Omelia del 26 Febbraio 2006
I lettura: Os.2,16.17.21-22; Salmo 102; II lettura: 2Cor 3,1-6; Vangelo: Mc 2,18-22
Oggi commenteremo la prima lettura, estrapolata dal libro del profeta Osea, poiché abbiamo già parlato negli anni precedenti del brano del Vangelo di Marco e di quello della seconda lettera di S. Paolo ai Corinzi.
Così dice il Signore: "Ecco, la attirerò a me, la condurrò nel deserto e parlerò al suo cuore.
Là canterà come nei giorni della sua giovinezza, come quando uscì dal paese d'Egitto.
Ti farò mia sposa per sempre, ti farò mia sposa nella giustizia e nel diritto, nella benevolenza e nell'amore, ti fidanzerò con me nella fedeltà e tu conoscerai il Signore.
Il profeta Osea usa immagini e concetti che riguardano l’amore tra gli sposi, ma in questo caso descrive il grande amore di Dio verso il suo popolo.

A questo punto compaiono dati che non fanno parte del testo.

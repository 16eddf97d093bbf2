//! Private questions from students to the course instructor

use chrono::Utc;
use sea_orm::{
    ActiveModelTrait, ColumnTrait, DatabaseConnection, EntityTrait, QueryFilter, QueryOrder, Set,
    TransactionTrait,
};
use serde::Serialize;
use tracing::info;

use super::{ensure_enrolled, load_course, load_lesson, new_id, required};
use crate::domain::qa::QuestionStatus;
use crate::domain::Actor;
use crate::infrastructure::database::entities::{instructor_answer, instructor_question};
use crate::shared::errors::{DomainError, DomainResult};

#[derive(Debug, Clone, Serialize)]
pub struct QuestionThread {
    #[serde(flatten)]
    pub question: instructor_question::Model,
    pub answers: Vec<instructor_answer::Model>,
}

pub struct InstructorQaService {
    db: DatabaseConnection,
}

impl InstructorQaService {
    pub fn new(db: DatabaseConnection) -> Self {
        Self { db }
    }

    pub async fn ask(
        &self,
        actor: &Actor,
        course_id: &str,
        lesson_id: Option<String>,
        body: &str,
    ) -> DomainResult<instructor_question::Model> {
        ensure_enrolled(&self.db, &actor.user_id, course_id).await?;
        if let Some(lesson_id) = &lesson_id {
            if load_lesson(&self.db, lesson_id).await?.course_id != course_id {
                return Err(DomainError::validation("Lesson belongs to another course"));
            }
        }
        let now = Utc::now();
        let question = instructor_question::ActiveModel {
            id: Set(new_id()),
            course_id: Set(course_id.to_string()),
            lesson_id: Set(lesson_id),
            student_id: Set(actor.user_id.clone()),
            body: Set(required("body", body)?),
            status: Set(QuestionStatus::Open),
            created_at: Set(now),
            updated_at: Set(now),
        }
        .insert(&self.db)
        .await?;
        info!(question_id = %question.id, course_id, "Instructor question asked");
        Ok(question)
    }

    /// Only the course teacher answers; the question moves to ANSWERED.
    pub async fn answer(&self, actor: &Actor, question_id: &str, body: &str) -> DomainResult<QuestionThread> {
        let question = self.load_question(question_id).await?;
        let course = load_course(&self.db, &question.course_id).await?;
        if course.teacher_id != actor.user_id {
            return Err(DomainError::forbidden("Only the course teacher can answer"));
        }
        if question.status == QuestionStatus::Closed {
            return Err(DomainError::validation("Question is closed"));
        }
        let body = required("body", body)?;

        let now = Utc::now();
        let txn = self.db.begin().await?;
        instructor_answer::ActiveModel {
            id: Set(new_id()),
            question_id: Set(question_id.to_string()),
            instructor_id: Set(actor.user_id.clone()),
            body: Set(body),
            created_at: Set(now),
        }
        .insert(&txn)
        .await?;
        let mut active: instructor_question::ActiveModel = question.into();
        active.status = Set(QuestionStatus::Answered);
        active.updated_at = Set(now);
        active.update(&txn).await?;
        txn.commit().await?;

        info!(question_id, "Instructor question answered");
        self.get(actor, question_id).await
    }

    /// Asker or course teacher.
    pub async fn close(&self, actor: &Actor, question_id: &str) -> DomainResult<instructor_question::Model> {
        let question = self.load_question(question_id).await?;
        let course = load_course(&self.db, &question.course_id).await?;
        if question.student_id != actor.user_id && !actor.owns(&course.teacher_id) {
            return Err(DomainError::forbidden("You cannot close this question"));
        }
        let mut active: instructor_question::ActiveModel = question.into();
        active.status = Set(QuestionStatus::Closed);
        active.updated_at = Set(Utc::now());
        Ok(active.update(&self.db).await?)
    }

    pub async fn get(&self, actor: &Actor, question_id: &str) -> DomainResult<QuestionThread> {
        let question = self.load_question(question_id).await?;
        let course = load_course(&self.db, &question.course_id).await?;
        if question.student_id != actor.user_id && !actor.owns(&course.teacher_id) {
            return Err(DomainError::forbidden("You cannot view this question"));
        }
        let answers = instructor_answer::Entity::find()
            .filter(instructor_answer::Column::QuestionId.eq(question_id))
            .order_by_asc(instructor_answer::Column::CreatedAt)
            .all(&self.db)
            .await?;
        Ok(QuestionThread { question, answers })
    }

    /// Teacher view of a course's questions, optionally filtered by status.
    pub async fn list_for_course(
        &self,
        actor: &Actor,
        course_id: &str,
        status: Option<QuestionStatus>,
    ) -> DomainResult<Vec<instructor_question::Model>> {
        let course = load_course(&self.db, course_id).await?;
        actor.ensure_owns(&course.teacher_id, "course")?;
        let mut query = instructor_question::Entity::find().filter(instructor_question::Column::CourseId.eq(course_id));
        if let Some(status) = status {
            query = query.filter(instructor_question::Column::Status.eq(status));
        }
        Ok(query
            .order_by_desc(instructor_question::Column::CreatedAt)
            .all(&self.db)
            .await?)
    }

    pub async fn list_for_student(&self, student_id: &str) -> DomainResult<Vec<instructor_question::Model>> {
        Ok(instructor_question::Entity::find()
            .filter(instructor_question::Column::StudentId.eq(student_id))
            .order_by_desc(instructor_question::Column::CreatedAt)
            .all(&self.db)
            .await?)
    }

    async fn load_question(&self, question_id: &str) -> DomainResult<instructor_question::Model> {
        instructor_question::Entity::find_by_id(question_id.to_string())
            .one(&self.db)
            .await?
            .ok_or_else(|| DomainError::not_found("Question", question_id))
    }
}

Io credo che in questo brano del Vecchio Testamento venga anche anticipato il grande amore che Dio nutre per la Chiesa, comunità di uomini che, come diciamo in una delle invocazioni delle nostre litanie, accetta la parola di Dio, riconosce la validità dei sacramenti ed è guidata dalla gerarchia ecclesiastica. È una descrizione semplice e luminosa, ma, purtroppo, lungo la storia tale comunità, a volte a causa dei fedeli, a volte dei pastori, a volte a causa di entrambi, si è distaccata dalla parola di Dio e ha vissuto in modo antitetico e contrapposto agli insegnamenti di Cristo contenuti nel Vangelo. Non per questo Dio ha cessato di amare la sua Chiesa: l’ha aiutata e sostenuta e anche quando gli uomini, spesso quelli altolocati, lo rifiutavano e lo emarginavano, il Signore ha continuato ad essere sempre presente nella sua Chiesa.
Le parole del profeta Osea indicano uno dei momenti in cui Dio esprime verso la Chiesa il suo amore. È un momento difficile e critico. Se avete letto con attenzione, infatti, è Dio che vuole restaurare e far brillare di una luce intensa la Chiesa. “La attirerò a me”. Già questa espressione è tipica di rapporti affettuosi, rapporti d’amore. È la calamita che attira il ferro ed è il ferro che si lascia attirare dalla calamita. In questo caso, con tutto il rispetto, chi esercita il compito di attrarre a sé è proprio Dio, che conosce gli uomini perfettamente, uno ad uno. Come dice il Salmo 139, addirittura prima che nasciamo siamo già conosciuti e presenti nella mente di Dio, quindi se Dio ci ama prima della nostra nascita, prima della nostra esistenza, quanto più possiamo dire che questo amore diventa reale, concreto e fattivo nel periodo della nostra vita. Non importa a Dio se siamo sporchi di fango, coperti di ferite o malati, quello che Dio vuole è che non opponiamo resistenza al suo amplesso, al suo abbraccio, alla sua forza di attrazione: “L’attirerò a me”.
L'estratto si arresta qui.